静かに詠唱を終えた愛緋ちゃんの纏った“法衣”は漆黒の地に金色の装飾を散りばめられたヴェール、そしてその手に握られた銀色に輝く1メートル程の巨大な鍵だ。
「本当に、愛緋ちゃんが界渡りの魔女、なのか?」
「そうだよ、ユウさん。……こんな事になって、本当に、残念」
僕の問いに答えた愛緋ちゃんは、残念そうに、それが本当に無念であるように呟く。彼女にとってもこの自体は望まれたものでは無く、不本意なものであるという事だ。
「僕達を、騙してたのか?」
「そのつもりは無かったよ。今となっては、証明のしようもないけれど」
「じゃあどうして……ッ!」
どうして、前知の魔女に味方するんだ。どうして、僕達の前に、現れたんだ。どうして、どうして……そんな思いが頭の中でぐるぐると渦巻く。そんな精神状態で、思いの強さでその理の強さが変わる魔法を扱えるはずも無く……

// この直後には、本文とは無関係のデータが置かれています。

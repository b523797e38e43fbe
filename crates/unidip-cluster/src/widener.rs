//! Recover the full extent of a mode cut short by an earlier split
//!
//! A boundary slice often holds only one flank of a mode whose other flank
//! went into a sibling slice. Reflecting the slice about its minimum (or its
//! maximum) restores a symmetric mode, and the dip engine's modal interval
//! on the reflection, mapped back, covers the flank that is actually there.

use tracing::trace;
use unidip_core::Result;
use unidip_dip::{dip_with_interval, Ecdf, ModalInterval};

/// A slice joined with its reflection, and where each point came from
#[derive(Debug, Clone)]
struct Mirror {
    ecdf: Ecdf,
    /// Mirrored support index -> index in the original slice
    origin: Vec<usize>,
}

impl Mirror {
    /// Reflect about the minimum: `2·min − v` for every `v` past the first
    /// point, followed by the slice itself
    fn left(ecdf: &Ecdf) -> Result<Self> {
        let (support, weights) = (ecdf.support(), ecdf.weights());
        let n = support.len();
        let pivot = support[0];
        let mut values = Vec::with_capacity(2 * n - 1);
        let mut mass = Vec::with_capacity(2 * n - 1);
        let mut origin = Vec::with_capacity(2 * n - 1);

        for j in (1..n).rev() {
            values.push(2.0 * pivot - support[j]);
            mass.push(weights[j]);
            origin.push(j);
        }
        values.extend_from_slice(support);
        mass.extend_from_slice(weights);
        origin.extend(0..n);

        Self::assemble(values, mass, origin)
    }

    /// Reflect about the maximum: the slice itself followed by `2·max − v`
    /// for every `v` before the last point
    fn right(ecdf: &Ecdf) -> Result<Self> {
        let (support, weights) = (ecdf.support(), ecdf.weights());
        let n = support.len();
        let pivot = support[n - 1];
        let mut values = Vec::with_capacity(2 * n - 1);
        let mut mass = Vec::with_capacity(2 * n - 1);
        let mut origin: Vec<usize> = (0..n).collect();
        values.extend_from_slice(support);
        mass.extend_from_slice(weights);

        for j in (0..n - 1).rev() {
            values.push(2.0 * pivot - support[j]);
            mass.push(weights[j]);
            origin.push(j);
        }

        Self::assemble(values, mass, origin)
    }

    fn assemble(values: Vec<f64>, mass: Vec<f64>, origin: Vec<usize>) -> Result<Self> {
        // Rounding can collapse a reflected point onto its neighbour; the
        // histogram constructor rejects that.
        let ecdf = Ecdf::from_histogram(&values, &mass)?;
        Ok(Self { ecdf, origin })
    }
}

/// Widened modal interval of a slice, local to the slice
///
/// `modal` is the slice's own modal interval. It is returned unchanged when
/// the slice is too small to mirror, when mirroring is numerically
/// impossible, or when the mirrored mode straddles the reflection pivot.
pub fn widen(ecdf: &Ecdf, modal: ModalInterval) -> ModalInterval {
    let n = ecdf.len();
    if n < 2 {
        return modal;
    }
    let (left, right) = match (Mirror::left(ecdf), Mirror::right(ecdf)) {
        (Ok(left), Ok(right)) => (left, right),
        _ => {
            trace!(n, "slice cannot be mirrored, keeping modal interval");
            return modal;
        }
    };

    let (left_dip, left_modal) = dip_with_interval(&left.ecdf);
    let (right_dip, right_modal) = dip_with_interval(&right.ecdf);
    let (mirror, mirrored) = if left_dip > right_dip {
        (&left, left_modal)
    } else {
        (&right, right_modal)
    };

    let pivot = n - 1;
    if mirrored.lo < pivot && pivot < mirrored.hi {
        trace!(%mirrored, pivot, "mirrored mode straddles the pivot");
        return modal;
    }

    let a = mirror.origin[mirrored.lo];
    let b = mirror.origin[mirrored.hi];
    ModalInterval::new(a.min(b), a.max(b))
}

「……ヒドい、ね?御使いの。私と、ユウさんが、話してる途中なのに」
「あら、棒立ちだから当てて欲しいのかと思っていたわ」
その瞬間、ガキンと言う鈍く、強く金属同士が叩きつけられ合う音が響く。アーニャが僕達の会話に割り込むようにして、金色に輝く剣で愛緋ちゃんに斬りかかったのだ。対する愛緋ちゃんはその手に持っていた銀色の巨大な鍵で難なく受け止めている。
そのまま睨み合いながら鍔迫り合いをしていたのは数秒のことか、弾き合う様にして2人は距離を取り、アーニャは僕のすぐ隣にフワリと着地した。
「……悠、ごめんなさい。あのままでは悠の方が飲まれそうと判断したので」
「僕の方こそゴメン。あと、ありがと」
アーニャが声を抑えながら呟いた言葉に、僕は首を振って答えながらも申し訳ない気分になる。魔法の強さは思いの強さ。あのままではやはり僕は足手まといだった。
あぁ、くそっ。自分が情けない。割り切ることが出来なくても、戦いは待ってくれないのに。
僕は頬を思いっきり二度叩く。ジンジンとした痛みが伝わり、目が覚めたような気分になる。そして、僕の気持ちが切り替わったのを確認したアーニャが、再び構える。
「言いたい事は後でゆっくりとしましょう。
アレを、叩きのめした後で!!」
「ああッ!」
気合を入れなおした返事と共に、身体強化の魔術を掛けながら僕は愛緋ちゃんに突進する。対する彼女のアクションは迎撃。愛緋ちゃんの周囲に数十の渦の様なものが漂い、彼女の号令と共に渦からマシンガンの様な密度の火球が連射される。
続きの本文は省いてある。